Dataset excerpts:

== Segment start ==

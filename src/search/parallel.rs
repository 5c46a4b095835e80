//! Parallel best-first search over worlds, ordered by ascending `futures`
//! (fewer remaining linearizations first).
//!
//! Grounded in the shared-queue-plus-single-assignment-result-cell shape
//! used by search harnesses elsewhere in the pack (the
//! `Mutex<Option<R>>` + `Condvar` + `AtomicBool` done-flag pattern), adapted
//! here to a priority queue instead of a plain work queue since §4.4 orders
//! expansion by `futures` rather than by discovery order.

use crate::report::Assertion;
use crate::world::{VisitKey, World};
use dashmap::DashSet;
use std::cmp::Ordering;
use std::collections::BinaryHeap;
use std::hash::Hash;
use std::sync::atomic::{AtomicBool, AtomicUsize, Ordering::SeqCst};
use std::sync::{Condvar, Mutex};
use std::time::{Duration, Instant};

use super::SearchOutcome;

const POLL_TIMEOUT: Duration = Duration::from_millis(100);

/// Wraps a [World] for [BinaryHeap] ordering. `BinaryHeap` is a max-heap;
/// the `Ord` impl is reversed so the heap pops the world with the *fewest*
/// remaining futures first.
struct Entry<Sys, Model>(World<Sys, Model>);

impl<Sys, Model> PartialEq for Entry<Sys, Model> {
    fn eq(&self, other: &Self) -> bool {
        self.0.futures().value() == other.0.futures().value()
    }
}

impl<Sys, Model> Eq for Entry<Sys, Model> {}

impl<Sys, Model> PartialOrd for Entry<Sys, Model> {
    fn partial_cmp(&self, other: &Self) -> Option<Ordering> {
        Some(self.cmp(other))
    }
}

impl<Sys, Model> Ord for Entry<Sys, Model> {
    fn cmp(&self, other: &Self) -> Ordering {
        other.0.futures().value().cmp(&self.0.futures().value())
    }
}

enum PollOutcome<Sys, Model> {
    Item(World<Sys, Model>),
    TimedOutEmpty,
    SpuriousWake,
}

/// The shared priority queue: a locked binary heap plus a condvar so
/// pollers can block (with a timeout) rather than busy-spin.
struct Queue<Sys, Model> {
    heap: Mutex<BinaryHeap<Entry<Sys, Model>>>,
    condvar: Condvar,
}

impl<Sys, Model> Queue<Sys, Model> {
    fn new() -> Self {
        Self {
            heap: Mutex::new(BinaryHeap::new()),
            condvar: Condvar::new(),
        }
    }

    fn push(&self, world: World<Sys, Model>) -> crate::err::Result<()> {
        let mut heap = self.heap.lock()?;
        heap.push(Entry(world));
        self.condvar.notify_all();
        Ok(())
    }

    fn push_many(&self, worlds: impl IntoIterator<Item = World<Sys, Model>>) -> crate::err::Result<()> {
        let mut heap = self.heap.lock()?;
        let before = heap.len();
        heap.extend(worlds.into_iter().map(Entry));
        if heap.len() > before {
            self.condvar.notify_all();
        }
        Ok(())
    }

    fn is_empty(&self) -> crate::err::Result<bool> {
        Ok(self.heap.lock()?.is_empty())
    }

    fn poll(&self, timeout: Duration) -> crate::err::Result<PollOutcome<Sys, Model>> {
        let mut heap = self.heap.lock()?;
        if let Some(Entry(w)) = heap.pop() {
            return Ok(PollOutcome::Item(w));
        }
        let (mut heap, wait_result) = self.condvar.wait_timeout(heap, timeout)?;
        Ok(match heap.pop() {
            Some(Entry(w)) => PollOutcome::Item(w),
            None if wait_result.timed_out() => PollOutcome::TimedOutEmpty,
            None => PollOutcome::SpuriousWake,
        })
    }
}

/// The single-assignment result cell: the first worker to find a valid
/// terminal world, or to observe the space exhausted, wins.
struct ResultCell<Sys, Model> {
    slot: Mutex<Option<Option<World<Sys, Model>>>>,
    done: AtomicBool,
}

impl<Sys, Model> ResultCell<Sys, Model> {
    fn new() -> Self {
        Self {
            slot: Mutex::new(None),
            done: AtomicBool::new(false),
        }
    }

    fn is_set(&self) -> bool {
        self.done.load(SeqCst)
    }

    /// Sets the result if unset; subsequent calls are no-ops (first wins).
    fn try_set(&self, value: Option<World<Sys, Model>>) -> crate::err::Result<()> {
        let mut slot = self.slot.lock()?;
        if slot.is_none() {
            *slot = Some(value);
            self.done.store(true, SeqCst);
        }
        Ok(())
    }

    fn into_inner(self) -> crate::err::Result<Option<World<Sys, Model>>> {
        Ok(self.slot.into_inner()?.flatten())
    }
}

fn worker_loop<Sys, Model>(
    queue: &Queue<Sys, Model>,
    visited: &DashSet<VisitKey<Model>>,
    result: &ResultCell<Sys, Model>,
    visited_count: &AtomicUsize,
    reports: &Mutex<Vec<Assertion>>,
) -> crate::err::Result<()>
where
    Sys: Sync,
    Model: Clone + Eq + Hash + Send + Sync,
{
    loop {
        if result.is_set() {
            return Ok(());
        }
        match queue.poll(POLL_TIMEOUT)? {
            PollOutcome::Item(world) => {
                let key = world.visit_key();
                if !visited.insert(key) {
                    continue;
                }
                visited_count.fetch_add(1, SeqCst);

                if world.futures().is_one() {
                    let (terminal, _steps, assertions) = world.run_linear()?;
                    reports.lock()?.extend(assertions);
                    if let Some(terminal) = terminal {
                        result.try_set(Some(terminal))?;
                    }
                } else {
                    let next = world.next_steps()?;
                    let fresh: Vec<_> = next
                        .into_iter()
                        .filter(|w| !visited.contains(&w.visit_key()))
                        .collect();
                    queue.push_many(fresh)?;
                }
            }
            PollOutcome::TimedOutEmpty => {
                if queue.is_empty()? && !result.is_set() {
                    result.try_set(None)?;
                }
            }
            PollOutcome::SpuriousWake => {}
        }
    }
}

/// Runs the full parallel best-first search described in §4.4, spawning
/// `search_threads` workers sharing a priority queue, a visited-set, and a
/// single-assignment result cell.
pub fn run<Sys, Model>(
    search_threads: usize,
    origin: World<Sys, Model>,
) -> crate::err::Result<SearchOutcome<Sys, Model>>
where
    Sys: Sync,
    Model: Clone + Eq + Hash + Send + Sync,
{
    if search_threads == 0 {
        return Err(crate::err::Error::NotEnoughThreads);
    }

    let start = Instant::now();
    let origin_futures = origin.futures().value();

    let queue = Queue::new();
    queue.push(origin)?;

    let visited: DashSet<VisitKey<Model>> = DashSet::new();
    let result = ResultCell::new();
    let visited_count = AtomicUsize::new(0);
    let reports: Mutex<Vec<Assertion>> = Mutex::new(Vec::new());

    log::trace!("search: spawning {search_threads} worker threads");

    crossbeam::thread::scope(|scope| -> crate::err::Result<()> {
        let handles: Vec<_> = (0..search_threads)
            .map(|_| scope.spawn(|_| worker_loop(&queue, &visited, &result, &visited_count, &reports)))
            .collect();
        for handle in handles {
            handle.join().map_err(|_| crate::err::Error::ThreadPanic)??;
        }
        Ok(())
    })
    .map_err(|_| crate::err::Error::ThreadPanic)??;

    log::trace!("search: all worker threads rejoined, visited {} worlds", visited.len());

    Ok(SearchOutcome {
        world: result.into_inner()?,
        threads: search_threads,
        origin_futures,
        visited: visited_count.load(SeqCst),
        reports: reports.into_inner()?,
        elapsed: start.elapsed(),
    })
}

== Segment end ==

■ TASK GOAL: Take the entries above and return only the lines from the one with "Ok(self.heap.lock()?.is_empty())" to the one with "let (mut heap, wait_result)", both included, unchanged.

■ REPLY:
        Ok(self.heap.lock()?.is_empty())
    }

    fn poll(&self, timeout: Duration) -> crate::err::Result<PollOutcome<Sys, Model>> {
        let mut heap = self.heap.lock()?;
        if let Some(Entry(w)) = heap.pop() {
            return Ok(PollOutcome::Item(w));
        }
        let (mut heap, wait_result) = self.condvar.wait_timeout(heap, timeout)?;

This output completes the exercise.